Nos vendieron la burra, falsa, de que tener un smartphone en el bolsillo nos permitiría relacionarnos al instante con cualquiera en cualquier parte del mundo. Técnicamente era cierto, pero con el paso de los años la cosa ha derivado en algo bien distinto.
No será porque no ha habido millones y millones de experimentadores con patas desde que en 2007 el creador de Apple se subió a un escenario y desde el interior de su arrugada camiseta proclamó la llegada del Nuevo Mundo.
Steve Jobs se murió a tiempo antes de que las cervicales se le agarrotarán como consecuencia de la permanente inclinación del cuello para usar su invento.
Ese ángulo de 30 grados, en dirección justamente contraria a la curva natural, pronto se adaptará como una mutación genética que haría tener un orgasmo, por su celeridad, al mismísimo Darwin.
Junto con lo evidente –todos mirando la pantalla al andar, en todas las calles, en todo el mundo– está la constancia del fin de las conversaciones telefónicas. Las de hablar, reír y maldecir de viva voz, digo.
En este Jueves Santo, camino de nuestro particular calvario tecnológico, este paseante ha comprobado cómo su teléfono se enrojece más y más a cada día que pasa al dar con el dedito en la opción de las llamadas «recientes».
Ahí están: todas son spam. Ninguna es deseada. Cualquiera de ellas resultaba inconveniente. Y el aparato te protege, aislándote un poco más mientras la indiecita del call center se conforma con su suerte, incapaz de cumplir los objetivos marcados por la empresa que la explota.
Más aún, mi teléfono y el tuyo encierra (y entierra) cadáveres. Unos fueron amigos; otros, circunstanciales conocidos; cualquiera de ellos habla desde hace años tan poco como tú aunque con mayor justificación, porque están muertos. No abandonan tu agenda aunque haya pasado mucho tiempo desde que los despediste en el cementerio. Y si los borras, como cenizas esparcidas en el mar, asoman de nuevo en Facebook o Instagram. ¿Acaso es esa la única eternidad?

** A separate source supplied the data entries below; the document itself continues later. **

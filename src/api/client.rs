use crate::api::constants::{USER_AGENT, headers, methods, survey_endpoint};
use crate::api::error::SurveyError;
use crate::api::logging::{ApiLogger, ApiOperation, OperationContext};
use crate::api::models::{SubmissionPayload, SurveyPayload, decode_survey_body};
use crate::config::ApiConfig;
use crate::survey::SurveyKey;
use anyhow::Context;
use async_trait::async_trait;
use reqwest::StatusCode;
use reqwest::header::ACCEPT;
use std::time::Duration;

/// The two network boundaries the wizard depends on
///
/// Implementations must not touch wizard state; the caller applies results.
#[async_trait]
pub trait SurveyApi: Send + Sync {
    /// Retrieve the survey configuration for a key
    async fn fetch_survey_config(&self, key: &SurveyKey) -> Result<SurveyPayload, SurveyError>;

    /// Post an assembled response
    async fn submit_response(&self, payload: &SubmissionPayload) -> Result<(), SurveyError>;
}

/// HTTP client for the survey service with connection pooling
#[derive(Debug, Clone)]
pub struct SurveyClient {
    http_client: reqwest::Client,
    survey_base_url: String,
    response_base_url: String,
    logger: ApiLogger,
}

impl SurveyClient {
    pub fn new(config: &ApiConfig) -> anyhow::Result<Self> {
        let http_client = reqwest::Client::builder()
            .pool_max_idle_per_host(4)
            .pool_idle_timeout(Duration::from_secs(90))
            .timeout(Duration::from_secs(config.timeout_secs))
            .connect_timeout(Duration::from_secs(config.connect_timeout_secs))
            .user_agent(USER_AGENT)
            .build()
            .context("Failed to build HTTP client")?;

        Ok(Self::with_custom_client(config, http_client))
    }

    /// Create a client around a preconfigured `reqwest::Client`
    pub fn with_custom_client(config: &ApiConfig, http_client: reqwest::Client) -> Self {
        Self {
            http_client,
            survey_base_url: config.survey_base_url.clone(),
            response_base_url: config.response_base_url.clone(),
            logger: ApiLogger::new(config.request_logging),
        }
    }

    pub fn survey_url(&self, key: &SurveyKey) -> String {
        survey_endpoint(&self.survey_base_url, key.as_str())
    }

    async fn get_survey(
        &self,
        url: &str,
        ctx: &OperationContext,
    ) -> Result<SurveyPayload, SurveyError> {
        let response = self
            .http_client
            .get(url)
            .header(ACCEPT, headers::ACCEPT_JSON)
            .send()
            .await
            .map_err(|e| SurveyError::FetchTransport(e.to_string()))?;

        let status = response.status();
        self.logger.response_received(ctx, status.as_u16());
        if !status.is_success() {
            return Err(SurveyError::FetchTransport(status_text(status)));
        }

        let body = response
            .bytes()
            .await
            .map_err(|e| SurveyError::FetchTransport(e.to_string()))?;

        decode_survey_body(&body)
    }

    async fn post_response(
        &self,
        payload: &SubmissionPayload,
        ctx: &OperationContext,
    ) -> Result<(), SurveyError> {
        let response = self
            .http_client
            .post(&self.response_base_url)
            .header(ACCEPT, headers::ACCEPT_JSON)
            .json(payload)
            .send()
            .await
            .map_err(|e| SurveyError::SubmitTransport(e.to_string()))?;

        let status = response.status();
        self.logger.response_received(ctx, status.as_u16());
        if !status.is_success() {
            return Err(SurveyError::SubmitTransport(status_text(status)));
        }

        Ok(())
    }
}

#[async_trait]
impl SurveyApi for SurveyClient {
    async fn fetch_survey_config(&self, key: &SurveyKey) -> Result<SurveyPayload, SurveyError> {
        let url = self.survey_url(key);
        let ctx = self.logger.begin(ApiOperation::FetchSurvey, key.as_str());
        self.logger.request_sent(&ctx, methods::GET, &url);

        let result = self.get_survey(&url, &ctx).await;
        let failure = result.as_ref().err().map(ToString::to_string);
        self.logger.finish(&ctx, failure.as_deref());
        result
    }

    async fn submit_response(&self, payload: &SubmissionPayload) -> Result<(), SurveyError> {
        let key = payload.survey_key.as_str();
        let ctx = self.logger.begin(ApiOperation::SubmitResponse, key);
        let url = &self.response_base_url;
        self.logger.request_sent(&ctx, methods::POST, url);

        let result = self.post_response(payload, &ctx).await;
        let failure = result.as_ref().err().map(ToString::to_string);
        self.logger.finish(&ctx, failure.as_deref());
        result
    }
}

/// Reason phrase for a status, e.g. `Not Found`; the numeric code otherwise
pub fn status_text(status: StatusCode) -> String {
    status
        .canonical_reason()
        .map(str::to_string)
        .unwrap_or_else(|| status.as_str().to_string())
}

Por eso, camino del teclado, esta vez te has parado con el anciano al que cada día saludas, para hablar y desear (sin decirlo) que los pasos titubeantes que da apoyado en el bastón fueran siempre los penúltimos, sin prisa de marcharse. Despedirle con una palmadita en el hombro ha sido más reconfortante para ti que para él, aliviado íntimamente de poder hablarle cara a cara al octogenario y no por WhatsApp, que él no usa y que sirve, esencialmente, para verificar existencias y no tanto para disfrutarlas y, menos aún, para acariciar con las manos y con las miradas.
Morirá. Moriremos. Tú también lo harás, pero por ahora aún estamos a tiempo de charlar sin prisa con ese otro que nos espera sin esperarlo, con palabras y aprecios.
Mientras el teléfono se tiñe de rojo a cada llamada comercial bloqueada, la vida espera paciente a que levantes los ojos de la pequeña pantalla, puerta de ese infernal paraíso donde los microchips mandan pero no palpitan.
Dicho sea, aun desde la distancia, de todo corazón.